Habitually, China is treated as a single economy. In truth, however, it’s more like an empire. Politically, it’s a particularly singular empire: almost 92 per cent of the population are ethnically Han Chinese. Economically, however, there are vast differences across its more than 30 provinces, municipalities and autonomous regions.
Of all the regions with a population of at least 1 per cent of the total, the poorest – Guizhou – has an average income per capita only 25 per cent of the richest – Tianjin. That compares with equivalent figures of about 35 per cent in the eurozone, 42 per cent in the UK, 46 per cent in Japan and 57 per cent in the US. This unusually large divergence – at least when compared with single currency areas in the developed world – may hold the key to China’s longer-term economic development.
The divergence exists for a variety of reasons. Most obviously, the coastal areas can easily trade with the rest of the world while the inland provinces are not so blessed. On the policy front, however, two factors stand out.
First, the creation of special economic zones allowed some regions to connect with the rest of the world much more quickly than others: in economics, openness matters.
Second, the Hukou household registration system of residency permits has prevented the spoils of economic development spreading quickly from the urban rich to the rural poor, even when the rural poor offer migrant labour to the urban areas. Rural-registered workers don’t enjoy the social security, healthcare and education benefits that accrue to their urban equivalents, and they regularly suffer broader wage discrimination.
For those familiar with Germany’s Gastarbeiter system, which operated mostly in the 1960s and the early 1970s, this will come as no surprise.

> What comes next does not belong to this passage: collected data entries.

//! Thin adaptor bridging user step/field objects to [`GraphCore`] indices.
//!
//! `GraphBuilder` is the crate's main entry point: callers register step
//! and field objects, link them, and call [`GraphBuilder::build`] to obtain
//! an [`ExecutableGraph`]. Object identity is expressed as the index
//! returned by `add_step`/`add_field` rather than by reference equality,
//! which sidesteps needing `Eq`/`Hash` bounds on arbitrary step/field types.

use crate::data::{Data, Token, TokenFactory};
use crate::error::{CrdDagError, Result};
use crate::executable_graph::ExecutableGraph;
use crate::graph_core::{FieldIdx, GraphCore, StepIdx, TrustLevel, TypeTag, Usage};
use crate::step::Step;
use std::collections::{HashMap, HashSet};
use std::sync::Arc;
use tracing::{debug, info};

/// Accumulates steps and fields, delegating index bookkeeping to
/// [`GraphCore`], and produces an [`ExecutableGraph`] once the graph
/// validates.
pub struct GraphBuilder {
    core: GraphCore,
    steps: Vec<Arc<dyn Step>>,
}

impl GraphBuilder {
    pub fn new(eager_validation: bool) -> Self {
        Self {
            core: GraphCore::new(eager_validation),
            steps: Vec::new(),
        }
    }

    /// Registers a step and returns its index, to be used by later
    /// `add_field`/`link_steps` calls.
    pub fn add_step(&mut self, step: impl Step + 'static) -> Result<StepIdx> {
        let idx = self.steps.len();
        self.core.add_step(idx)?;
        debug!(step = idx, class = step.class_name(), "add_step");
        self.steps.push(Arc::new(step));
        Ok(idx)
    }

    /// Registers a field declaring `owning_step`'s intent to access a data
    /// object of type `T` with the given `usage`, and returns its index.
    pub fn add_field<T: 'static>(&mut self, owning_step: StepIdx, usage: Usage) -> Result<FieldIdx> {
        let idx = self.core.field_count();
        let field = self
            .core
            .add_field(owning_step, idx, TypeTag::of::<T>(), usage)?;
        debug!(field, owner = owning_step, ?usage, "add_field");
        Ok(field)
    }

    pub fn link_steps(&mut self, before: StepIdx, after: StepIdx, trust: TrustLevel) -> Result<()> {
        debug!(before, after, ?trust, "link_steps");
        self.core.link_steps(before, after, trust)
    }

    pub fn link_fields(&mut self, a: FieldIdx, b: FieldIdx, trust: TrustLevel) -> Result<()> {
        debug!(a, b, ?trust, "link_fields");
        self.core.link_fields(a, b, trust)
    }

    /// Direct access to the underlying [`GraphCore`], e.g. to call
    /// `get_diagnostics` before committing to `build()`.
    pub fn core(&self) -> &GraphCore {
        &self.core
    }

    /// Seals the graph: runs sealed diagnostics, exports the validated
    /// graph, assigns authorization tokens, and wires predecessor counts
    /// and successor lists for execution.
    pub fn build(self) -> Result<ExecutableGraph> {
        let exported = self.core.export_graph().map_err(|e| match e {
            CrdDagError::GraphValidationError { diagnostics } => {
                info!(
                    errors = diagnostics.errors().len(),
                    warnings = diagnostics.warnings().len(),
                    "graph failed sealed validation"
                );
                CrdDagError::GraphValidationError { diagnostics }
            }
            other => other,
        })?;

        let step_count = self.steps.len();
        let mut token_factory = TokenFactory::new();
        let step_tokens: Vec<Token> = (0..step_count).map(|_| token_factory.next_token()).collect();
        let graph_token = token_factory.next_token();

        let mut data_objects = Vec::with_capacity(exported.data_objects.len());
        let mut step_access_rights: Vec<Vec<(usize, Usage)>> = vec![Vec::new(); step_count];
        for (data_idx, info) in exported.data_infos.iter().enumerate() {
            let mut rights: HashMap<Token, Usage> = HashMap::new();
            for &(step, usage) in &info.access_rights {
                rights.insert(step_tokens[step], usage);
                step_access_rights[step].push((data_idx, usage));
            }
            data_objects.push(Arc::new(Data::new(data_idx, rights)));
        }

        // The combined explicit + implicit edge list is a multigraph
        // (design notes, open question); deduplicating here keeps
        // predecessor counts and successor fan-out minimal without
        // changing scheduling semantics, since Kahn's algorithm and the
        // task-wrapper notification protocol are indifferent to duplicate
        // edges beyond wasted work.
        let mut seen_edges: HashSet<(StepIdx, StepIdx)> = HashSet::new();
        let mut successors: Vec<Vec<StepIdx>> = vec![Vec::new(); step_count];
        let mut predecessor_counts = vec![0usize; step_count];
        for &(before, after) in &exported.step_links {
            if seen_edges.insert((before, after)) {
                successors[before].push(after);
                predecessor_counts[after] += 1;
            }
        }

        info!(
            steps = step_count,
            data_objects = data_objects.len(),
            edges = seen_edges.len(),
            "graph built"
        );

        Ok(ExecutableGraph::new(
            self.steps,
            data_objects,
            predecessor_counts,
            successors,
            step_tokens,
            graph_token,
            step_access_rights,
        ))
    }
}

#[cfg(test)]
mod tests {
    use super::*;
    use std::error::Error as StdError;
    use std::sync::atomic::{AtomicUsize, Ordering};

    struct Noop;
    impl Step for Noop {
        fn execute(&self) -> std::result::Result<(), Box<dyn StdError + Send + Sync>> {
            Ok(())
        }
    }

    struct CountingStep(Arc<AtomicUsize>);
    impl Step for CountingStep {
        fn execute(&self) -> std::result::Result<(), Box<dyn StdError + Send + Sync>> {
            self.0.fetch_add(1, Ordering::SeqCst);
            Ok(())
        }
    }

    #[test]
    fn build_fails_with_diagnostics_on_sealed_errors() {
        let mut b = GraphBuilder::new(false);
        let s0 = b.add_step(Noop).unwrap();
        let s1 = b.add_step(Noop).unwrap();
        let f0 = b.add_field::<i32>(s0, Usage::Read).unwrap();
        let f1 = b.add_field::<i32>(s1, Usage::Destroy).unwrap();
        b.link_fields(f0, f1, TrustLevel::High).unwrap();

        match b.build() {
            Err(CrdDagError::GraphValidationError { diagnostics }) => {
                assert!(!diagnostics.is_valid());
            }
            other => panic!("expected GraphValidationError, got {:?}", other.is_ok()),
        }
    }

    #[test]
    fn linear_chain_builds_executable_graph() {
        let counter = Arc::new(AtomicUsize::new(0));
        let mut b = GraphBuilder::new(false);
        let s0 = b.add_step(CountingStep(counter.clone())).unwrap();
        let s1 = b.add_step(CountingStep(counter.clone())).unwrap();
        let s2 = b.add_step(CountingStep(counter.clone())).unwrap();
        let f0 = b.add_field::<i32>(s0, Usage::Create).unwrap();
        let f1 = b.add_field::<i32>(s1, Usage::Read).unwrap();
        let f2 = b.add_field::<i32>(s2, Usage::Destroy).unwrap();
        b.link_fields(f0, f1, TrustLevel::High).unwrap();
        b.link_fields(f1, f2, TrustLevel::High).unwrap();

        let graph = b.build().unwrap();
        assert_eq!(graph.step_count(), 3);
        assert_eq!(graph.data_count(), 1);
        assert_eq!(graph.get_initial_ready_steps(), vec![0]);
        assert_eq!(graph.predecessor_count(1), 1);
        assert_eq!(graph.predecessor_count(2), 1);
        assert_eq!(graph.successors(0), &[1]);
        assert!(graph.execution_plan().contains("Phase 1"));
    }
}
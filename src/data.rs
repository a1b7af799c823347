//! Execution-time data objects: the typed, access-controlled counterpart to
//! a [`crate::export::DataObject`]. Every data object validates every call
//! against the step token that is attempting it.

use crate::error::{CrdDagError, Result};
use crate::graph_core::{StepIdx, Usage};
use crate::vardata::VarData;
use parking_lot::Mutex;
use std::any::Any;
use std::collections::HashMap;

/// Opaque per-step authorization handle. Tokens are assigned once, at
/// build time, and are a bijection with step indices; one additional
/// token is reserved at the graph level for host-initiated access outside
/// of any step (e.g. seeding initial inputs before `execute()` begins).
#[derive(Debug, Clone, Copy, PartialEq, Eq, Hash)]
pub struct Token(u64);

pub(crate) struct TokenFactory {
    next: u64,
}

impl TokenFactory {
    pub(crate) fn new() -> Self {
        Self { next: 0 }
    }

    pub(crate) fn next_token(&mut self) -> Token {
        let t = Token(self.next);
        self.next += 1;
        t
    }
}

#[derive(Debug, Clone, Copy, PartialEq, Eq)]
enum DataState {
    Empty,
    Created,
    Destroyed,
}

/// A single shared data object, guarding access by usage and by token.
pub struct Data {
    index: usize,
    access_rights: HashMap<Token, Usage>,
    state: Mutex<DataState>,
    value: VarData,
}

impl Data {
    pub(crate) fn new(index: usize, access_rights: HashMap<Token, Usage>) -> Self {
        Self {
            index,
            access_rights,
            state: Mutex::new(DataState::Empty),
            value: VarData::new(),
        }
    }

    fn authorize(&self, token: Token, required: Usage) -> Result<()> {
        match self.access_rights.get(&token) {
            Some(&usage) if usage == required => Ok(()),
            _ => Err(CrdDagError::UnauthorizedAccess { data: self.index }),
        }
    }

    /// Create access: stores `payload`, failing if the token is not
    /// authorized for `Create` or if the object already holds a value.
    pub fn set_value<T: Any + Send + Sync>(&self, token: Token, payload: T) -> Result<()> {
        self.authorize(token, Usage::Create)?;
        let mut state = self.state.lock();
        match *state {
            DataState::Empty => {
                self.value.emplace(payload);
                *state = DataState::Created;
                Ok(())
            }
            DataState::Created => Err(CrdDagError::AlreadyCreated { data: self.index }),
            DataState::Destroyed => Err(CrdDagError::AlreadyDestroyed { data: self.index }),
        }
    }

    /// Read access: returns a cloned handle sharing the stored payload.
    pub fn get_value(&self, token: Token) -> Result<VarData> {
        self.authorize(token, Usage::Read)?;
        let state = self.state.lock();
        match *state {
            DataState::Empty => Err(CrdDagError::DataNotInitialized { data: self.index }),
            DataState::Created => Ok(self.value.clone()),
            DataState::Destroyed => Err(CrdDagError::AlreadyDestroyed { data: self.index }),
        }
    }

    /// Destroy access: returns the stored payload and empties the object.
    pub fn remove_value(&self, token: Token) -> Result<VarData> {
        self.authorize(token, Usage::Destroy)?;
        let mut state = self.state.lock();
        match *state {
            DataState::Empty => Err(CrdDagError::DataNotInitialized { data: self.index }),
            DataState::Created => {
                *state = DataState::Destroyed;
                let taken = self.value.clone();
                self.value.reset();
                Ok(taken)
            }
            DataState::Destroyed => Err(CrdDagError::AlreadyDestroyed { data: self.index }),
        }
    }

    pub fn index(&self) -> usize {
        self.index
    }
}

#[allow(dead_code)]
fn assert_send_sync<T: Send + Sync>() {}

Facing a severe labour market shortage, Germany invited guest workers in from Turkey, Morocco, Tunisia, Italy, Spain and Greece, among others. Turkish workers dominated: by the beginning of the 1970s, more than one million Turks were living in Germany. Yet they were mostly offered only the most low-paid and unskilled jobs: thus, there was little benefit to the Turkish economy if and when they went home. The gap between German and Turkish living standards remained painfully large – from a Turkish perspective – throughout the Gastarbeiter period.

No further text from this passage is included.